Papillon · 25/08/2006 11:51

I have recently had this situation ilovecaboose and have all but cut contact. The thing was it was not just about our adult friendship but I did not like the friendship that dd was having with their kids, especially the younger.

I felt I was maintaining a friendship that stressed me out and thats not helping either person.

Marina · 25/08/2006 11:55

I think sometimes you have to for the sake of your own immediate family. My mother had to do this to a member of her own , something I didn't find out about until many years later.
Of course you feel sad and guilty but you know, sometimes, as Soupy says, cutting off such contact temporarily can be the catalyst the person needs to get professional help.
Friends can and do support - they should not bank-roll, psychoanalyse, house or act as punch-bags for people who are too disturbed to understand the boundaries of friendships.
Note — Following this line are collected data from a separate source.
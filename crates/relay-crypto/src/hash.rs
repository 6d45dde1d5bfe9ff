//! Content hashing for MCP server binary pinning (`McpServerConfig::binary_hash`).
//!
//! Grounded on `astrid-crypto::ContentHash` as used from
//! `astrid-mcp::config::ServerConfig::verify_binary`.

use std::fmt;

use sha2::{Digest, Sha256};

#[derive(Debug, Clone, PartialEq, Eq)]
pub struct ContentHash(String);

impl ContentHash {
    pub fn hash(bytes: &[u8]) -> Self {
        let digest = Sha256::digest(bytes);
        Self(hex::encode(digest))
    }

    pub fn as_str(&self) -> &str {
        &self.0
    }

    pub fn matches(&self, expected_hex: &str) -> bool {
        self.0.eq_ignore_ascii_case(expected_hex)
    }
}

impl fmt::Display for ContentHash {
    fn fmt(&self, f: &mut fmt::Formatter<'_>) -> fmt::Result {
        f.write_str(&self.0)
    }
}
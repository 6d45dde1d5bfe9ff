//! Opaque identifier newtypes.
//!
//! Every identifier in the system is a thin wrapper around `String` rather
//! than a bare `String` threaded through every signature. This keeps
//! `task_id` and `request_id` from being accidentally swapped at a call site.

use std::fmt;

use serde::{Deserialize, Serialize};

macro_rules! string_id {
    ($name:ident) => {
        #[derive(Debug, Clone, PartialEq, Eq, PartialOrd, Ord, Hash, Serialize, Deserialize)]
        #[serde(transparent)]
        pub struct $name(String);

        impl $name {
            pub fn new(value: impl Into<String>) -> Self {
                Self(value.into())
            }

            pub fn generate() -> Self {
                Self(uuid::Uuid::new_v4().to_string())
            }

            pub fn as_str(&self) -> &str {
                &self.0
            }

            pub fn into_inner(self) -> String {
                self.0
            }
        }

        impl fmt::Display for $name {
            fn fmt(&self, f: &mut fmt::Formatter<'_>) -> fmt::Result {
                f.write_str(&self.0)
            }
        }

        impl From<String> for $name {
            fn from(value: String) -> Self {
                Self(value)
            }
        }

        impl From<&str> for $name {
            fn from(value: &str) -> Self {
                Self(value.to_owned())
            }
        }
    };
}

string_id!(TaskId);
string_id!(SessionId);
string_id!(UserId);
string_id!(RequestId);
string_id!(ElicitationId);

#[cfg(test)]
mod tests {
    use super::*;

    #[test]
    fn display_roundtrips_the_raw_value() {
        let id = TaskId::new("task-123");
        assert_eq!(id.to_string(), "task-123");
        assert_eq!(id.as_str(), "task-123");
    }

    #[test]
    fn ordering_is_lexicographic_on_the_wrapped_string() {
        let a = TaskId::new("task-1");
        let b = TaskId::new("task-2");
        assert!(a < b);
    }

    #[test]
    fn generate_produces_distinct_ids() {
        assert_ne!(RequestId::generate(), RequestId::generate());
    }
}
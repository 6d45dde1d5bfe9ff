//! Shared data model for the relay agent orchestration runtime.
//!
//! This crate has no async runtime dependency and no I/O: it exists so that
//! every other `relay-*` crate can agree on task identifiers, the task/session
//! record shapes, governance metadata, and the orchestration signal type
//! without depending on each other.

pub mod error;
pub mod governance;
pub mod ids;
pub mod plugin;
pub mod signal;
pub mod task;

pub mod prelude {
    //! Common imports for downstream crates.
    pub use crate::error::{RelayError, RelayResult};
    pub use crate::governance::{Cost, DataSensitivity, Governance};
    pub use crate::ids::{ElicitationId, RequestId, SessionId, TaskId, UserId};
    pub use crate::plugin::{Plugin, PluginTool};
    pub use crate::signal::TurnOutcome;
    pub use crate::task::{AgentTaskItem, MultiModalItem, Task, TaskStatus};
}
//! OAuth flow state store (spec §3 "OAuth flow state", §4.5, §5).
//!
//! Grounded on `original_source/.../auth/oauth_state_manager.py`'s
//! `OAuthStateManager`: stores under both `(user_id, state)` and `state`
//! alone so the callback endpoint can look the flow up before it knows the
//! user, while CSRF validation still requires the `user_id` match.

use chrono::{DateTime, Duration, Utc};
use dashmap::DashMap;
use relay_core::ids::UserId;
use serde::{Deserialize, Serialize};

#[derive(Debug, Clone, PartialEq, Serialize, Deserialize)]
pub struct OAuthFlowState {
    pub state: String,
    pub verifier: String,
    pub user_id: UserId,
    pub server_name: String,
    pub resource: Option<String>,
    pub scopes: Vec<String>,
    pub created_at: DateTime<Utc>,
}

impl OAuthFlowState {
    pub fn is_expired(&self, ttl: Duration, now: DateTime<Utc>) -> bool {
        now >= self.created_at + ttl
    }
}

/// Default TTL per spec §3: 300 seconds.
pub const DEFAULT_FLOW_STATE_TTL: Duration = Duration::seconds(300);

#[derive(Debug, Default)]
pub struct OAuthStateManager {
    by_state: DashMap<String, OAuthFlowState>,
    ttl: std::sync::RwLock<Duration>,
}

impl OAuthStateManager {
    pub fn new() -> Self {
        Self {
            by_state: DashMap::new(),
            ttl: std::sync::RwLock::new(DEFAULT_FLOW_STATE_TTL),
        }
    }

    pub fn with_ttl(ttl: Duration) -> Self {
        Self {
            by_state: DashMap::new(),
            ttl: std::sync::RwLock::new(ttl),
        }
    }

    fn ttl(&self) -> Duration {
        *self.ttl.read().expect("ttl lock poisoned")
    }

    /// Persists the flow under `state`; both lookup paths (by `state` alone,
    /// or by `(user_id, state)`) hit this same record (spec §6.3).
    pub fn store(&self, flow: OAuthFlowState) {
        self.by_state.insert(flow.state.clone(), flow);
    }

    /// Callback path: retrieve by `state` alone, with no CSRF user check yet.
    pub fn retrieve_by_state_only(&self, state: &str) -> Option<OAuthFlowState> {
        self.retrieve_if_fresh(state)
    }

    /// CSRF-protected retrieval: validates expiry and that `flow.user_id ==
    /// user_id`. An expired or missing record, or a user mismatch, deletes
    /// the state and returns `None` (spec §4.5 step 1, §8.7).
    pub fn retrieve(&self, state: &str, user_id: &UserId) -> Option<OAuthFlowState> {
        let flow = self.retrieve_if_fresh(state)?;
        if &flow.user_id != user_id {
            self.by_state.remove(state);
            return None;
        }
        Some(flow)
    }

    fn retrieve_if_fresh(&self, state: &str) -> Option<OAuthFlowState> {
        let flow = self.by_state.get(state)?.clone();
        if flow.is_expired(self.ttl(), Utc::now()) {
            self.by_state.remove(state);
            return None;
        }
        Some(flow)
    }

    pub fn delete(&self, state: &str) {
        self.by_state.remove(state);
    }
}

#[cfg(test)]
mod tests {
    use super::*;

    fn flow(state: &str, user: &str) -> OAuthFlowState {
        OAuthFlowState {
            state: state.to_string(),
            verifier: "verifier".to_string(),
            user_id: UserId::new(user),
            server_name: "github".to_string(),
            resource: Some("https://mcp.example".to_string()),
            scopes: vec!["repo".to_string()],
            created_at: Utc::now(),
        }
    }

    #[test]
    fn retrieves_by_state_only_for_callback() {
        let mgr = OAuthStateManager::new();
        mgr.store(flow("s1", "u1"));
        assert!(mgr.retrieve_by_state_only("s1").is_some());
    }

    #[test]
    fn csrf_retrieval_rejects_user_mismatch_and_deletes() {
        let mgr = OAuthStateManager::new();
        mgr.store(flow("s1", "u1"));
        assert!(mgr.retrieve("s1", &UserId::new("attacker")).is_none());
        assert!(mgr.retrieve("s1", &UserId::new("u1")).is_none());
    }

    #[test]
    fn expired_flow_is_treated_as_missing_and_deleted() {
        let mgr = OAuthStateManager::with_ttl(Duration::seconds(-1));
        mgr.store(flow("s1", "u1"));
        assert!(mgr.retrieve_by_state_only("s1").is_none());
        assert!(mgr.by_state.is_empty());
    }

    #[test]
    fn two_concurrent_flows_for_the_same_user_get_distinct_states() {
        let mgr = OAuthStateManager::new();
        mgr.store(flow("s1", "u1"));
        mgr.store(flow("s2", "u1"));
        assert!(mgr.retrieve("s1", &UserId::new("u1")).is_some());
        assert!(mgr.retrieve("s2", &UserId::new("u1")).is_some());
    }
}
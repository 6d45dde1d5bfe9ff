//! Grounded on `astrid-llm::error::LlmError`.

use thiserror::Error;

#[derive(Debug, Error)]
pub enum LlmError {
    #[error("{provider} is not configured with an API key")]
    ApiKeyNotConfigured { provider: String },

    #[error("api request failed: {0}")]
    ApiRequestFailed(String),

    #[error("rate limit exceeded, retry after {retry_after_secs}s")]
    RateLimitExceeded { retry_after_secs: u64 },

    #[error("invalid response from provider: {0}")]
    InvalidResponse(String),

    #[error("model {model} is not supported by this provider")]
    ModelNotSupported { model: String },

    #[error("context length exceeded: {current} > {max}")]
    ContextLengthExceeded { current: usize, max: usize },

    #[error("streaming error: {0}")]
    StreamingError(String),
}

pub type LlmResult<T> = Result<T, LlmError>;
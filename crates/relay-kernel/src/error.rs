use relay_mcp::AuthRequiredError;
use thiserror::Error;

#[derive(Debug, Error)]
pub enum KernelError {
    /// Aggregated across every configured MCP server that needs user OAuth
    /// before this kernel can be built (spec §4.9 step 3).
    #[error("{} mcp server(s) require authorization", .0.len())]
    AuthRequired(Vec<AuthRequiredError>),

    #[error("unknown local plugin: {0}")]
    UnknownLocalPlugin(String),
}

pub type KernelResult<T> = Result<T, KernelError>;
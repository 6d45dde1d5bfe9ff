//! MCP Client and Plugin Registry (C6, C8; spec §4.4, §4.6).

pub mod client;
pub mod config;
pub mod error;
pub mod governance_map;
pub mod registry;
pub mod www_authenticate;

pub use client::{McpClient, Session, ToolCallOutcome, ToolInfo};
pub use config::{McpServerConfig, OAuthConfig, Transport, TrustLevel};
pub use error::{AuthRequiredError, McpError, McpResult, aggregate_auth_required, auth_required};
pub use governance_map::{GovernanceOverride, ToolAnnotations, apply_overrides, derive_governance};
pub use registry::PluginRegistry;
pub use www_authenticate::{WwwAuthenticateChallenge, build_www_authenticate_header, parse_www_authenticate_header};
wartywarthog · 25/08/2006 19:08

i'm afraid i did. i had to cut ties with a friend who was really draining. constantly depressed, moaning, letting me down. it got so bad eventually i dropped her. BUT she got help and has turned her life around and we're friends again! was a bit awkward initially, but she's back to the way we were when we first met. big relief!

ilovecaboose · 25/08/2006 19:19

fullmoonfiend - what you said about being a 'people pleaser' makes sense. I always have been, though I have improved slightly since ds cos he comes b4 everyone in my mind so everyone else has to come second.

I been on the phone to a friend (one of only 2 I see regularly now - met both in past yr) a couple of times a day for the past week who's life has been suddenly turned upside down. The difference between her and these friends is astonishing. She is very greatful for any time I spend with her and feels she is in my debt for helping her. She knew I was feeling lonely recently so she arranged a babysitter for tomorrow night so she could come with me on a night out. In the middle of all she is going through.

My other friend knew I was worried about being isolated when my parents went away for a month this summer - so she came over quite a bit and spoke to me a lot on the phone to make sure I was alright.

The difference in having these friends in comparison to the others is amazing. I'm just gonna concentrate on that for the time now I think.

OP posts:
ilovecaboose · 25/08/2006 19:20

Thanks for all the responses by the way - it really has made me feel better about the whole thing, so thanks.